→ Requirement
Reproduce the records below exactly as given.

→ Record extracts
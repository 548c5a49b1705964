//! Memory document endpoints.
//!
//! - GET  /api/memories              - the saved-memories array only
//! - POST /api/memories              - replace the saved-memories array
//! - POST /api/save-memory-from-chat - persist a confirmed memory
//! - POST /api/memories/merge        - fold an extracted fragment in

use axum::Json;
use axum::extract::State;
use serde_json::{Value, json};

use keepsake_core::companion::{ConfirmRequest, now_iso};
use keepsake_core::store::RecordStore;
use keepsake_types::memory::{MemoryFragment, MemoryRecord};

use crate::http::error::AppError;
use crate::state::AppState;

/// GET /api/memories - return only the `memories` array of the document.
pub async fn get_memories(
    State(state): State<AppState>,
) -> Result<Json<Vec<MemoryRecord>>, AppError> {
    let document = state.store.load_memory_document().await?;
    Ok(Json(document.memories))
}

/// POST /api/memories - replace the `memories` array wholesale.
///
/// The other categories of the document are preserved.
pub async fn replace_memories(
    State(state): State<AppState>,
    Json(body): Json<Value>,
) -> Result<Json<Value>, AppError> {
    let Some(items) = body.as_array() else {
        return Err(AppError::Validation("Data must be a list".to_string()));
    };
    let memories = items
        .iter()
        .map(|item| {
            item.as_object().cloned().ok_or_else(|| {
                AppError::Validation("Memory entries must be objects".to_string())
            })
        })
        .collect::<Result<Vec<MemoryRecord>, AppError>>()?;

    let mut document = state.store.load_memory_document().await?;
    document.memories = memories;
    document.touch(now_iso());
    state.store.save_memory_document(&document).await?;

    Ok(Json(json!({ "status": "success", "memories": document.memories })))
}

/// POST /api/save-memory-from-chat - persist a memory derived from chat.
///
/// The raw chat message stays in the chat log; only the structured record
/// (source "chat", optional `chatRef`) lands in the memory document.
pub async fn save_memory_from_chat(
    State(state): State<AppState>,
    Json(request): Json<ConfirmRequest>,
) -> Result<Json<Value>, AppError> {
    let memory = state.companion.confirm_memory(request).await?;
    Ok(Json(json!({ "status": "success", "memory": memory })))
}

/// POST /api/memories/merge - fold a full extracted fragment into the
/// document, returning skipped-item diagnostics.
pub async fn merge_extracted(
    State(state): State<AppState>,
    Json(fragment): Json<MemoryFragment>,
) -> Result<Json<Value>, AppError> {
    let outcome = state.companion.merge_fragment(&fragment).await?;
    Ok(Json(json!({ "status": "success", "skipped": outcome.skipped })))
}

→ Task answer
repository 548c5a49b1705964
//! Memory document endpoints.
//!
//! - GET  /api/memories              - the saved-memories array only
//! - POST /api/memories              - replace the saved-memories array
//! - POST /api/save-memory-from-chat - persist a confirmed memory
//! - POST /api/memories/merge        - fold an extracted fragment in

use axum::Json;
use axum::extract::State;
use serde_json::{Value, json};

use keepsake_core::companion::{ConfirmRequest, now_iso};
use keepsake_core::store::RecordStore;
use keepsake_types::memory::{MemoryFragment, MemoryRecord};

use crate::http::error::AppError;
use crate::state::AppState;

/// GET /api/memories - return only the `memories` array of the document.
pub async fn get_memories(
    State(state): State<AppState>,
) -> Result<Json<Vec<MemoryRecord>>, AppError> {
    let document = state.store.load_memory_document().await?;
    Ok(Json(document.memories))
}

/// POST /api/memories - replace the `memories` array wholesale.
///
/// The other categories of the document are preserved.
pub async fn replace_memories(
    State(state): State<AppState>,
    Json(body): Json<Value>,
) -> Result<Json<Value>, AppError> {
    let Some(items) = body.as_array() else {
        return Err(AppError::Validation("Data must be a list".to_string()));
    };
    let memories = items
        .iter()
        .map(|item| {
            item.as_object().cloned().ok_or_else(|| {
                AppError::Validation("Memory entries must be objects".to_string())
            })
        })
        .collect::<Result<Vec<MemoryRecord>, AppError>>()?;

    let mut document = state.store.load_memory_document().await?;
    document.memories = memories;
    document.touch(now_iso());
    state.store.save_memory_document(&document).await?;

    Ok(Json(json!({ "status": "success", "memories": document.memories })))
}

/// POST /api/save-memory-from-chat - persist a memory derived from chat.
///
/// The raw chat message stays in the chat log; only the structured record
/// (source "chat", optional `chatRef`) lands in the memory document.
pub async fn save_memory_from_chat(
    State(state): State<AppState>,
    Json(request): Json<ConfirmRequest>,
) -> Result<Json<Value>, AppError> {
    let memory = state.companion.confirm_memory(request).await?;
    Ok(Json(json!({ "status": "success", "memory": memory })))
}

/// POST /api/memories/merge - fold a full extracted fragment into the
/// document, returning skipped-item diagnostics.
pub async fn merge_extracted(
    State(state): State<AppState>,
    Json(fragment): Json<MemoryFragment>,
) -> Result<Json<Value>, AppError> {
    let outcome = state.companion.merge_fragment(&fragment).await?;
    Ok(Json(json!({ "status": "success", "skipped": outcome.skipped })))
}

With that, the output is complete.